== REQUIREMENT ==
Pull every line containing "SeqCst" from the listing below.

------------------------------------------------

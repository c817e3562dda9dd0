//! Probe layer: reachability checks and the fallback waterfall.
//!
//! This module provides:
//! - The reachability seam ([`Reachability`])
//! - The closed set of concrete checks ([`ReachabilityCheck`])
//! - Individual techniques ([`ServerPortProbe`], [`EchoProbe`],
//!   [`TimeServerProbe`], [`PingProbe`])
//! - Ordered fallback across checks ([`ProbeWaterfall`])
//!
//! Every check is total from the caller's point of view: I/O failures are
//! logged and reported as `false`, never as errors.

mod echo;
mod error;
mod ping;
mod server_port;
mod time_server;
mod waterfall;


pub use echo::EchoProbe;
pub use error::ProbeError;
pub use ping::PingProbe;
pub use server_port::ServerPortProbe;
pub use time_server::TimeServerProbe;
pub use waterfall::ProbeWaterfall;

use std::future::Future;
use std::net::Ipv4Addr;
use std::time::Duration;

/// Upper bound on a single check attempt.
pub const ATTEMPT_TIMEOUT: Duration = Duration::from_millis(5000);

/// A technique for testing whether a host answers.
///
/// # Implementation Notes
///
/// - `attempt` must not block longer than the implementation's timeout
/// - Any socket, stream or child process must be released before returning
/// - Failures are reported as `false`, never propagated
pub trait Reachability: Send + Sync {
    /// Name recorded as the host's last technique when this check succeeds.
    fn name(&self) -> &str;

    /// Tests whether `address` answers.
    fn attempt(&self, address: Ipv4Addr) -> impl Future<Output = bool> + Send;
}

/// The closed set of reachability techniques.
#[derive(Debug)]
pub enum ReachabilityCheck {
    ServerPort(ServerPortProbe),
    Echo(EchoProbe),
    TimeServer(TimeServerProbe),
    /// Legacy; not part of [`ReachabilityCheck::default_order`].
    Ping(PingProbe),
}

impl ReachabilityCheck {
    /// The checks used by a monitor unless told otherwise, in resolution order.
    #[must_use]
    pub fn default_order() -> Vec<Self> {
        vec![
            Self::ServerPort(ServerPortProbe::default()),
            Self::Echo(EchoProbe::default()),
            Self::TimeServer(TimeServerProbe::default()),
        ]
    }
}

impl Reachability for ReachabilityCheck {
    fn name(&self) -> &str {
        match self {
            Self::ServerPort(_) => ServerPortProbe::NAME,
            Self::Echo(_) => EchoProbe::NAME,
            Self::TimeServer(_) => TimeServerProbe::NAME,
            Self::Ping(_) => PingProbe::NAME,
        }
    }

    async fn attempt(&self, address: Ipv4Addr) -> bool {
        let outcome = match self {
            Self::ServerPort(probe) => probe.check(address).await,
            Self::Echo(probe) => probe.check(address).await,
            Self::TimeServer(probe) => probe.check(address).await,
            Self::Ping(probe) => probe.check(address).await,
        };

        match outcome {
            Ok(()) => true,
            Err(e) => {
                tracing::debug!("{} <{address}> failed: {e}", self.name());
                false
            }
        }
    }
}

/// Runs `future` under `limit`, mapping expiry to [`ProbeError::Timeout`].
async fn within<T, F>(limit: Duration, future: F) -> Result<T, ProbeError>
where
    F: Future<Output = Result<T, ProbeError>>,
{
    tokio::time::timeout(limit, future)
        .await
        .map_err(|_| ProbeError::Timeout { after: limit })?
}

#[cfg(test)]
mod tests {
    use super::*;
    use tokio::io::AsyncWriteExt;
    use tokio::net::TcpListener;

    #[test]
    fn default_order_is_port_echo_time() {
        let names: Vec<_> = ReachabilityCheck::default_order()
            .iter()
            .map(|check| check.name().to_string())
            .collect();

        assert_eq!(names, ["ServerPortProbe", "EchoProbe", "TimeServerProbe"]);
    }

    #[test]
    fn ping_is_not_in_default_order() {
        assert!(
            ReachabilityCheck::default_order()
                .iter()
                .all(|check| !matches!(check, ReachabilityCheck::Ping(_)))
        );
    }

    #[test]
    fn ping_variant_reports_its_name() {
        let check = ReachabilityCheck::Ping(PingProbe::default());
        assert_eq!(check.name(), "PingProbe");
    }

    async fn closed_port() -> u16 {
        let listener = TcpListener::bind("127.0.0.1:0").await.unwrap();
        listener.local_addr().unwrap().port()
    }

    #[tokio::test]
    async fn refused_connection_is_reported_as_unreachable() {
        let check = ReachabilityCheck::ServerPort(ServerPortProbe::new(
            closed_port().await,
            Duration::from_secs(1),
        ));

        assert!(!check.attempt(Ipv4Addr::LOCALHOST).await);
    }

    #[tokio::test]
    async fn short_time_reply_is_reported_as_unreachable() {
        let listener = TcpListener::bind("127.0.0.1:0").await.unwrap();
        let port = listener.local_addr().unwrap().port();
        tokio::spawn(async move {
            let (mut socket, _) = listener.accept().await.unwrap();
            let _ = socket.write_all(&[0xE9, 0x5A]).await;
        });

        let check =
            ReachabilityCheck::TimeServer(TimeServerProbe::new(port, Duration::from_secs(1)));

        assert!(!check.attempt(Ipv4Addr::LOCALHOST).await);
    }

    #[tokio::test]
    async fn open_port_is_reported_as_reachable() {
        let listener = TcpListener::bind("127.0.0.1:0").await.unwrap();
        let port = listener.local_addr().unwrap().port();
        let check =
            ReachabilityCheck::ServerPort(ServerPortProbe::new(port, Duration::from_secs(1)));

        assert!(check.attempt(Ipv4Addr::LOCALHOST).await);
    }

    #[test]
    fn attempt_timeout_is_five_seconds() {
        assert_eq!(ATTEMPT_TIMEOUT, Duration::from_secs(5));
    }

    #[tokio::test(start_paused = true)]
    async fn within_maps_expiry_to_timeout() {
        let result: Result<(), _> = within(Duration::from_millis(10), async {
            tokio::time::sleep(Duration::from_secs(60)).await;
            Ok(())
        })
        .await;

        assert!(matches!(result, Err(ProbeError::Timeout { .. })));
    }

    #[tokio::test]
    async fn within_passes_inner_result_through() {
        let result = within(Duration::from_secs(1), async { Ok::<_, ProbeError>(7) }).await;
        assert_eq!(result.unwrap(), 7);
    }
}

------------------------------------------------

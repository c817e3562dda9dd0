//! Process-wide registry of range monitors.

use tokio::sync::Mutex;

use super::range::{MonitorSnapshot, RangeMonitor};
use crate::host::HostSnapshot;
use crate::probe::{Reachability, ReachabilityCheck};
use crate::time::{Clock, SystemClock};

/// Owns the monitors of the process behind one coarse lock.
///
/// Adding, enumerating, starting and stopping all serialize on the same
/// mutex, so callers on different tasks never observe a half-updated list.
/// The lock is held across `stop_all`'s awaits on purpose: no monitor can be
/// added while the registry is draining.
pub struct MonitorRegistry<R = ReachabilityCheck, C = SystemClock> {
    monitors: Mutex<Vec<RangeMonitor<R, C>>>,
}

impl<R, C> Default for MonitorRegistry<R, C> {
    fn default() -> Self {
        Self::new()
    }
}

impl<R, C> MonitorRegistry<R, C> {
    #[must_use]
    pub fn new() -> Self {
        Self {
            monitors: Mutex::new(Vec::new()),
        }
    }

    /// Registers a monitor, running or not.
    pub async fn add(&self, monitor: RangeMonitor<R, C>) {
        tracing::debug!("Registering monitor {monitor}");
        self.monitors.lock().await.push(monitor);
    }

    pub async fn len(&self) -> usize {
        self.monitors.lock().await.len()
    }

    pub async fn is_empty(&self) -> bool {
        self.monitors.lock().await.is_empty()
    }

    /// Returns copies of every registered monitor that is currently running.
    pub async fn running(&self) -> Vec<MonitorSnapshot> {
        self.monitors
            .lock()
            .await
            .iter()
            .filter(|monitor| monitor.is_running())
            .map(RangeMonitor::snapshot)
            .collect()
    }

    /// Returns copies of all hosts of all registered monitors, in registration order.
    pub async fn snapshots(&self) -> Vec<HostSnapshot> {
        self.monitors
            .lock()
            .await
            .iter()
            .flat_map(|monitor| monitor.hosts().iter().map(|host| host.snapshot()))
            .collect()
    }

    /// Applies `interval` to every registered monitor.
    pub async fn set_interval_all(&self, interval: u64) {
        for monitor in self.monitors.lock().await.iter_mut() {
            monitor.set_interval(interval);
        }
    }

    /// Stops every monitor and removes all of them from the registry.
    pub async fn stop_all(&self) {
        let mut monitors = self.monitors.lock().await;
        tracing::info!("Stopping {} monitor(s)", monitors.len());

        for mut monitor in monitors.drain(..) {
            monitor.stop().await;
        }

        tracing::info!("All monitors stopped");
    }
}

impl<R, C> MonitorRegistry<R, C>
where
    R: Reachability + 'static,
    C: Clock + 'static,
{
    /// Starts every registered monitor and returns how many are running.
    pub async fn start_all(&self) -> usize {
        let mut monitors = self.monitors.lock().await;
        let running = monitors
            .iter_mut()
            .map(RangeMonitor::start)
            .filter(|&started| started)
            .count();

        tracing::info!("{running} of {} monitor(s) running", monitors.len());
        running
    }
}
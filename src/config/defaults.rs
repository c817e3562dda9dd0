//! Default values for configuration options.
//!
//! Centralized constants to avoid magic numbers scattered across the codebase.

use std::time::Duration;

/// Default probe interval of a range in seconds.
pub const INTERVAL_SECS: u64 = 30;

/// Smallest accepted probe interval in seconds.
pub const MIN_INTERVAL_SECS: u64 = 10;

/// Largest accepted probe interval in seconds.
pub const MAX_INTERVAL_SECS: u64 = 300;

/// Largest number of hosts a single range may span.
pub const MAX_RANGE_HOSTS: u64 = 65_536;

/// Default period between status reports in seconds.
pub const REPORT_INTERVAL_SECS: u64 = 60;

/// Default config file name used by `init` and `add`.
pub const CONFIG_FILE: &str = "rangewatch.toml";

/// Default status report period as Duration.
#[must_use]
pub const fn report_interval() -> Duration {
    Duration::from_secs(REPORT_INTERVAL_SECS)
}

------------------------------------------------

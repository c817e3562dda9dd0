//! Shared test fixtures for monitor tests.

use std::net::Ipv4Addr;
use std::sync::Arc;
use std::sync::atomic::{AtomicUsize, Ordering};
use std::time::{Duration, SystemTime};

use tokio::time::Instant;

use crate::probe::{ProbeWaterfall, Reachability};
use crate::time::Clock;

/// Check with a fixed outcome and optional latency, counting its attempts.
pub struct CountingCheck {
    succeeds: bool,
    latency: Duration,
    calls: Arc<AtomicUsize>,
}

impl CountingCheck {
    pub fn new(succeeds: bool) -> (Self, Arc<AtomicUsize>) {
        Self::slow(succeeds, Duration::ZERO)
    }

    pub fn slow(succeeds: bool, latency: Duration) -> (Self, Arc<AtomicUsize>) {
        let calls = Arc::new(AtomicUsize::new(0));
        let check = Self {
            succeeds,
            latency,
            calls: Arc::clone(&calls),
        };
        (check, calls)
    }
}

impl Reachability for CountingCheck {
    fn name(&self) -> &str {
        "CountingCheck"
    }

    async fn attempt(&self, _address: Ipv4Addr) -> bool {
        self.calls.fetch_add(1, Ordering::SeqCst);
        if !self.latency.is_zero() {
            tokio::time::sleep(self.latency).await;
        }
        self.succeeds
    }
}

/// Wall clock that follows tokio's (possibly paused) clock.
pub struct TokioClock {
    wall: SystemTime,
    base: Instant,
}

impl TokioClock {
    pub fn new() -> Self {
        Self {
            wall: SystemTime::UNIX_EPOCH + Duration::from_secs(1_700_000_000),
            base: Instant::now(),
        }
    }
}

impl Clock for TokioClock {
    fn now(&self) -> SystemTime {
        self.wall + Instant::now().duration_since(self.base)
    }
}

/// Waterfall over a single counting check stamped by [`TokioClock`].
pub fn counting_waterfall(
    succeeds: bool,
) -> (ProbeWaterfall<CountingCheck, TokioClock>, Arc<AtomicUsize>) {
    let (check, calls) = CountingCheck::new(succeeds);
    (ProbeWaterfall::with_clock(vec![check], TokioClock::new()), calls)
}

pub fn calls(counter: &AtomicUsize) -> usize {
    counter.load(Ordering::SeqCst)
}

------------------------------------------------

== WRITTEN RESPONSE ==
        self.calls.fetch_add(1, Ordering::SeqCst);
    counter.load(Ordering::SeqCst)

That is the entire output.